Drums are my late-70's Slingerland student kit recorded in Music Lab room 115, did drums for title track, "Brief Ties to Space" and "Rare Earth Metals" on the same day, with a warm-up session a few days previous to fix up my drums, try beats, test sounds and get back into shape. On the warm-up session I learned I could finally play to a click track, which opened a whole new world. I could now go back and put drums ON TOP OF the existing arrangements, rather than having to re-write them when tracking drums and hope to God I got the arrangement right and the tempo wasn't so fast I'd have to retrack. Mic placement as follows: Shure SM58 about 18" away from kick drum into first input. Second input was line out from my mixer with two overhead mics and a snare mic that was turned down a bit.

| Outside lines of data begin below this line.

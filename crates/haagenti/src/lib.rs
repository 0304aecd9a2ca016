//! # Haagenti
//!
//! *"The President transmutes all metals into gold"*
//!
//! Haagenti transforms raw request payloads into model-ready input and raw
//! model output into the response contract.
//!
//! Processing never aborts a prediction. When a step fails, the untouched
//! payload is returned and the [`Processed::degraded`] flag is raised so the
//! caller can surface the fallback.

#![warn(missing_docs)]
#![warn(clippy::all)]

pub mod postprocess;
pub mod preprocess;

use thiserror::Error;

pub use postprocess::{postprocess, PostprocessConfig};
pub use preprocess::{preprocess, PreprocessConfig};

/// A processed payload together with its fallback flag.
#[derive(Debug, Clone, PartialEq)]
pub struct Processed<T> {
    /// The resulting payload.
    pub value: T,
    /// True when processing failed and `value` is the unmodified input.
    pub degraded: bool,
}

impl<T> Processed<T> {
    /// Wraps a successfully processed value.
    pub fn ok(value: T) -> Self {
        Self {
            value,
            degraded: false,
        }
    }

    /// Wraps an unmodified fallback value.
    pub fn fallback(value: T) -> Self {
        Self {
            value,
            degraded: true,
        }
    }
}

/// Failure inside a processing step.
#[derive(Error, Debug)]
pub enum ProcessingError {
    /// The configuration object does not have the expected shape.
    #[error("invalid processing config: {0}")]
    Config(#[from] serde_json::Error),

    /// Normalization with a zero standard deviation.
    #[error("std must be non-zero")]
    ZeroStd,

    /// A transformed value is NaN or infinite.
    #[error("field '{0}' became non-finite")]
    NonFinite(String),

    /// The payload has an unexpected shape.
    #[error("invalid payload: {0}")]
    Payload(String),
}
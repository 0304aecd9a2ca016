//! Structured logging configuration.

use tracing_subscriber::{fmt, layer::SubscriberExt, util::SubscriberInitExt, EnvFilter};

use crate::TelemetryConfig;

/// Initializes logging based on configuration.
///
/// `RUST_LOG` takes precedence over the configured level. Calling this more
/// than once keeps the first subscriber.
pub fn init_logging(config: &TelemetryConfig) {
    let filter = EnvFilter::try_from_default_env()
        .unwrap_or_else(|_| EnvFilter::new(&config.log_level));

    let installed = if config.json_logs {
        tracing_subscriber::registry()
            .with(filter)
            .with(fmt::layer().json().with_writer(std::io::stderr))
            .try_init()
    } else {
        tracing_subscriber::registry()
            .with(filter)
            .with(
                fmt::layer()
                    .with_target(true)
                    .with_thread_ids(false)
                    .with_file(false)
                    .with_line_number(false)
                    .with_writer(std::io::stderr),
            )
            .try_init()
    };

    if installed.is_err() {
        return;
    }

    tracing::info!(
        service = %config.service_name,
        level = %config.log_level,
        json = config.json_logs,
        "Logging initialized"
    );
}
//! CLI command implementations.

use std::path::Path;

use augury_core::{BatchPredictionRequest, Payload, PredictionRequest, ServiceConfig};
use color_eyre::eyre::{bail, eyre, Result};
use indicatif::{ProgressBar, ProgressStyle};
use paimon::PredictionService;
use seere::{demo_artifact, FilesystemSource};
use serde::Serialize;
use serde_json::Value;

fn spinner(message: String) -> Result<ProgressBar> {
    let spinner = ProgressBar::new_spinner();
    spinner.set_style(ProgressStyle::default_spinner().template("{spinner:.cyan} {msg}")?);
    spinner.set_message(message);
    spinner.enable_steady_tick(std::time::Duration::from_millis(100));
    Ok(spinner)
}

fn print_json<T: Serialize>(value: &T) -> Result<()> {
    println!("{}", serde_json::to_string_pretty(value)?);
    Ok(())
}

async fn start_service(config: ServiceConfig) -> Result<PredictionService> {
    tracing::info!(
        model_dir = %config.model_dir.display(),
        demo = config.demo_fallback,
        "Starting prediction service"
    );
    let service = PredictionService::from_config(config)?;
    service.startup().await;
    Ok(service)
}

/// Parses a JSON object given on the command line.
pub fn parse_payload(input: &str) -> Result<Payload> {
    match serde_json::from_str::<Value>(input)? {
        Value::Object(map) => Ok(map),
        other => bail!("Input must be a JSON object, got: {other}"),
    }
}

/// Parses batch inputs: a JSON array of objects, or `{"inputs": [...]}`.
pub fn parse_batch_inputs(contents: &str) -> Result<Vec<Payload>> {
    let items = match serde_json::from_str::<Value>(contents)? {
        Value::Array(items) => items,
        Value::Object(mut map) => match map.remove("inputs") {
            Some(Value::Array(items)) => items,
            _ => bail!("Expected a JSON array or an object with an \"inputs\" array"),
        },
        _ => bail!("Expected a JSON array or an object with an \"inputs\" array"),
    };

    items
        .into_iter()
        .enumerate()
        .map(|(idx, item)| match item {
            Value::Object(map) => Ok(map),
            other => Err(eyre!("Input {idx} is not a JSON object: {other}")),
        })
        .collect()
}

/// Run one prediction and print the result.
pub async fn predict(
    config: ServiceConfig,
    model: &str,
    input: &str,
    probabilities: bool,
    use_cache: bool,
) -> Result<()> {
    let payload = parse_payload(input)?;
    let service = start_service(config).await?;

    let request = PredictionRequest::new(payload)
        .with_probabilities(probabilities)
        .with_cache(use_cache);

    let progress = spinner(format!("Predicting with {model}..."))?;
    let result = service.predict(model, &request).await;
    progress.finish_and_clear();

    print_json(&result?)?;
    service.shutdown().await;
    Ok(())
}

/// Run a batch of predictions from a file and print the results.
pub async fn batch(
    config: ServiceConfig,
    model: &str,
    inputs: &Path,
    probabilities: bool,
    show_metrics: bool,
) -> Result<()> {
    let contents = tokio::fs::read_to_string(inputs)
        .await
        .map_err(|e| eyre!("Failed to read {}: {e}", inputs.display()))?;
    let payloads = parse_batch_inputs(&contents)?;
    tracing::debug!("Read {} inputs from {:?}", payloads.len(), inputs);
    let service = start_service(config).await?;

    let request = BatchPredictionRequest::new(payloads).with_probabilities(probabilities);

    let progress = spinner(format!("Running {} predictions with {model}...", request.len()))?;
    let result = service.predict_batch(model, &request).await;
    progress.finish_and_clear();

    print_json(&result?)?;
    if show_metrics {
        print_json(&service.metrics())?;
    }
    service.shutdown().await;
    Ok(())
}

/// Write a demo artifact into the model directory.
pub async fn model_init(config: &ServiceConfig, model: &str, force: bool) -> Result<()> {
    let source = FilesystemSource::new(config.model_dir.clone());
    let path = source.artifact_path(model)?;

    if !force && tokio::fs::try_exists(&path).await? {
        bail!(
            "Artifact already exists: {} (use --force to overwrite)",
            path.display()
        );
    }

    let path = source.store(model, &demo_artifact(model)).await?;
    tracing::debug!("Wrote demo artifact for {} to {:?}", model, path);
    println!("Demo artifact written to: {}", path.display());
    Ok(())
}

/// Load a model and print its information.
pub async fn model_info(config: ServiceConfig, model: &str) -> Result<()> {
    let service = start_service(config).await?;

    let progress = spinner(format!("Loading model {model}..."))?;
    let loaded = service.registry().get_or_load(model).await;
    progress.finish_and_clear();
    loaded?;

    print_json(&service.model_info(model)?)?;
    service.shutdown().await;
    Ok(())
}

Bass was recorded at Music Lab room 93. Knocked out bass for the 4 songs that needed it on the same day, and bass is always last but certainly not least. Used the 'Ocean of Stars rig' as I call it, an Epiphone Valve Standard 15w tube combo chassis pushing a 200w Ampeg 4x10. Dirt provided by a Fulltone Bassdrive. There is phaser on the 4th movement, and yes that is bass feedback on the end. To date this is probably the best bass tone I have ever recorded, and with dirt pedal added is some of the gnarliest bass tone since Rollins Band "End of Silence." Yes, I was very pleased!
2. Luna en Sombra
The original idea was written on electric as something that just popped into my head.

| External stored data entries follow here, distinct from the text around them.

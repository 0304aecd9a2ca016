//! Logistic regression classifier.

use serde::{Deserialize, Serialize};
use serde_json::Value;

use crate::predictor::{
    argmax, check_dimensions, Framework, PredictError, Predictor, ProbabilisticPredictor,
};

/// Logistic regression over two or more classes.
///
/// A binary model may carry a single coefficient row, in which case the row
/// scores the second class against the first. Otherwise there is one row per
/// class and probabilities come from a softmax.
#[derive(Debug, Clone, Serialize, Deserialize)]
pub struct LogisticClassifier {
    /// Class labels.
    pub classes: Vec<Value>,
    /// Coefficient rows.
    pub coefficients: Vec<Vec<f64>>,
    /// One intercept per coefficient row.
    pub intercepts: Vec<f64>,
}

impl LogisticClassifier {
    pub(crate) fn validate(&self) -> Result<(), PredictError> {
        if self.classes.len() < 2 {
            return Err(PredictError::Malformed(
                "logistic regression needs at least two classes".to_string(),
            ));
        }
        let binary_row = self.classes.len() == 2 && self.coefficients.len() == 1;
        if !binary_row && self.coefficients.len() != self.classes.len() {
            return Err(PredictError::Malformed(format!(
                "{} coefficient rows for {} classes",
                self.coefficients.len(),
                self.classes.len()
            )));
        }
        if self.intercepts.len() != self.coefficients.len() {
            return Err(PredictError::Malformed(format!(
                "{} intercepts for {} coefficient rows",
                self.intercepts.len(),
                self.coefficients.len()
            )));
        }
        let width = self.coefficients[0].len();
        if width == 0 || self.coefficients.iter().any(|row| row.len() != width) {
            return Err(PredictError::Malformed(
                "coefficient rows must be non-empty and equally sized".to_string(),
            ));
        }
        Ok(())
    }

    fn scores(&self, features: &[f64]) -> Vec<f64> {
        self.coefficients
            .iter()
            .zip(&self.intercepts)
            .map(|(row, b)| row.iter().zip(features).map(|(w, x)| w * x).sum::<f64>() + b)
            .collect()
    }
}

fn sigmoid(z: f64) -> f64 {
    1.0 / (1.0 + (-z).exp())
}

fn softmax(scores: &[f64]) -> Vec<f64> {
    let max = scores.iter().copied().fold(f64::NEG_INFINITY, f64::max);
    let exps: Vec<f64> = scores.iter().map(|s| (s - max).exp()).collect();
    let sum: f64 = exps.iter().sum();
    exps.into_iter().map(|e| e / sum).collect()
}

impl Predictor for LogisticClassifier {
    fn framework(&self) -> Framework {
        Framework::LogisticRegression
    }

    fn n_features(&self) -> usize {
        self.coefficients.first().map_or(0, Vec::len)
    }

    fn predict(&self, features: &[f64]) -> Result<Value, PredictError> {
        let proba = self.predict_proba(features)?;
        Ok(self.classes[argmax(&proba)].clone())
    }

    fn as_probabilistic(&self) -> Option<&dyn ProbabilisticPredictor> {
        Some(self)
    }
}

impl ProbabilisticPredictor for LogisticClassifier {
    fn classes(&self) -> &[Value] {
        &self.classes
    }

    fn predict_proba(&self, features: &[f64]) -> Result<Vec<f64>, PredictError> {
        check_dimensions(self.n_features(), features)?;
        let scores = self.scores(features);

        let proba = if scores.len() == 1 {
            let p = sigmoid(scores[0]);
            vec![1.0 - p, p]
        } else {
            softmax(&scores)
        };

        if proba.iter().all(|p| p.is_finite()) {
            Ok(proba)
        } else {
            Err(PredictError::NonFinite)
        }
    }
}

Heard the possibilities for it on a nylon string classical and bought new strings for my Yamaha. Both original and album versions were recorded here at the Hobbit Hole in the entryway room, a single mic sitting on the edge of the table cause I forgot to grab a mic stand. In the original version it was raining and you could hear it hitting the patio on certain tracks. It was beautiful but the song was a mess. Wanted to grab the sound of the rain from previous pass and add to the newer one but never got around to it.

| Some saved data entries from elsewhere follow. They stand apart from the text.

//! The prediction service.

use std::sync::Arc;
use std::time::Duration;

use augury_core::{
    BatchPredictionRequest, BatchPredictionResult, Error, ModelId, ModelInfo, Payload,
    PredictionMetadata, PredictionRequest, PredictionResult, RequestId, Result, ServiceConfig,
};
use chrono::Utc;
use orobas::{Executor, RawPrediction};
use seere::{ArtifactLoader, ArtifactSource, DemoSource, FallbackSource, FilesystemSource};
use serde::Serialize;
use serde_json::Value;
use vassago::{MetricsCollector, MetricsSnapshot, Timer};

use crate::cache::{cache_key, MemoryResultCache, ResultCache};
use crate::entry::ModelEntry;
use crate::registry::ModelRegistry;

/// Liveness report.
#[derive(Debug, Clone, Serialize)]
pub struct HealthStatus {
    /// Always `"healthy"` while the service answers.
    pub status: &'static str,
    /// Crate version.
    pub version: &'static str,
    /// Number of resident models.
    pub loaded_models: usize,
    /// Seconds since the service started.
    pub uptime_seconds: f64,
}

/// Serves predictions from a bounded set of resident models.
pub struct PredictionService {
    config: ServiceConfig,
    registry: ModelRegistry,
    metrics: Arc<MetricsCollector>,
    result_cache: Arc<dyn ResultCache>,
}
//! # Vassago
//!
//! *"The Prince declares things past and to come"*
//!
//! Vassago provides observability for the Augury service: per-model and
//! global prediction metrics, structured logging, and lightweight timers.
//!
//! ## Features
//!
//! - **Prediction Metrics**: latency samples, success rates, cache hit rates
//! - **Bounded Cardinality**: per-model stats are capped and forgotten on eviction
//! - **Structured Logging**: pretty or JSON-formatted logs via `tracing`

#![warn(missing_docs)]
#![warn(clippy::all)]

pub mod logging;
pub mod metrics;

pub use logging::init_logging;
pub use metrics::{
    GlobalStatsSnapshot, MetricsCollector, MetricsSnapshot, ModelStatsSnapshot, Timer,
};

/// Configuration for logging.
#[derive(Debug, Clone)]
pub struct TelemetryConfig {
    /// Service name attached to the startup log line.
    pub service_name: String,
    /// Log level, overridden by `RUST_LOG` when set.
    pub log_level: String,
    /// Enable JSON logging.
    pub json_logs: bool,
}

impl Default for TelemetryConfig {
    fn default() -> Self {
        Self::new("augury")
    }
}

impl TelemetryConfig {
    /// Creates a new telemetry configuration.
    #[must_use]
    pub fn new(service_name: impl Into<String>) -> Self {
        Self {
            service_name: service_name.into(),
            log_level: "info".to_string(),
            json_logs: false,
        }
    }

    /// Sets the log level.
    #[must_use]
    pub fn with_log_level(mut self, level: impl Into<String>) -> Self {
        self.log_level = level.into();
        self
    }

    /// Enables JSON logging.
    #[must_use]
    pub fn with_json_logs(mut self, enabled: bool) -> Self {
        self.json_logs = enabled;
        self
    }
}

#[cfg(test)]
mod tests {
    use super::*;

    #[test]
    fn test_config_builder() {
        let config = TelemetryConfig::new("augury-test")
            .with_log_level("debug")
            .with_json_logs(true);

        assert_eq!(config.service_name, "augury-test");
        assert_eq!(config.log_level, "debug");
        assert!(config.json_logs);
    }
}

The title means "Moon in Shadow". I wanted to call it a beautiful-sounding Spanish phrase, so got on an English-to-Spanish website and tried different combos of words until it sounded right.
3. Brief Ties To Space
This one proved a challenge, because the original version which was improvised almost exactly as is but was not done to a click. That was stupid. Tried to redo with a click and careful charting, the tempo fluctuated from verse to chorus and the arrangement was stream of consciousness and not always even. No dice. Lost all life whatsoever. So I tried adding drums to the existing arrangement, no click whatsoever, just guitar tracks. And it fuckin WORKED. Holy crap, this was a huge leap forward for me.
The guitar was a challenge as well, did my best to re-do on the Marshall all of the original preset tracks. But was running out of time and wound up leaveing some of the original preset tracks as they were fine as is. The solo at 2:15 (the first actual guitar solo on the record, 3 tracks in... ha!) was the original preset lead. The solo that comes in at 3:56 and is almost 2 minutes long was a single-take Hail Mary pass. It was the end of the day, my hands were shot from recording 3-4 guitar tracks each on 4 songs. I could have come back to it, but I said fuck it and left it as-is. All the glory and all the warts. And I like doing things like that as a reverse-homage to the Joe Satriani and Steve Vai guitar-fetish masturbation albums that my HS friends were so into at the time. Yeah, this is a guitar album: and this solo is almost laughably sloppy but also works perfectly and totally improvised. And I include a pic of my damn DRUMS in the artwork. Fuck you guys.
The title was a phrase I heard on NPR. They were playing music from and talking about a band from Gambia in Africa, who for a few years in late 80's-early 90's had a NASA emergency landing facility and therefore "Brief Ties To Space."
4. Rare Earth Metals
Another stream of consciousness arrangement that started with the verse and chorus riff over a click track. Even tho you can hear the drums speed up in places to catch the click, on this song feels like I really came into my own as a drummer and knocked the take out of the park, fills and everything.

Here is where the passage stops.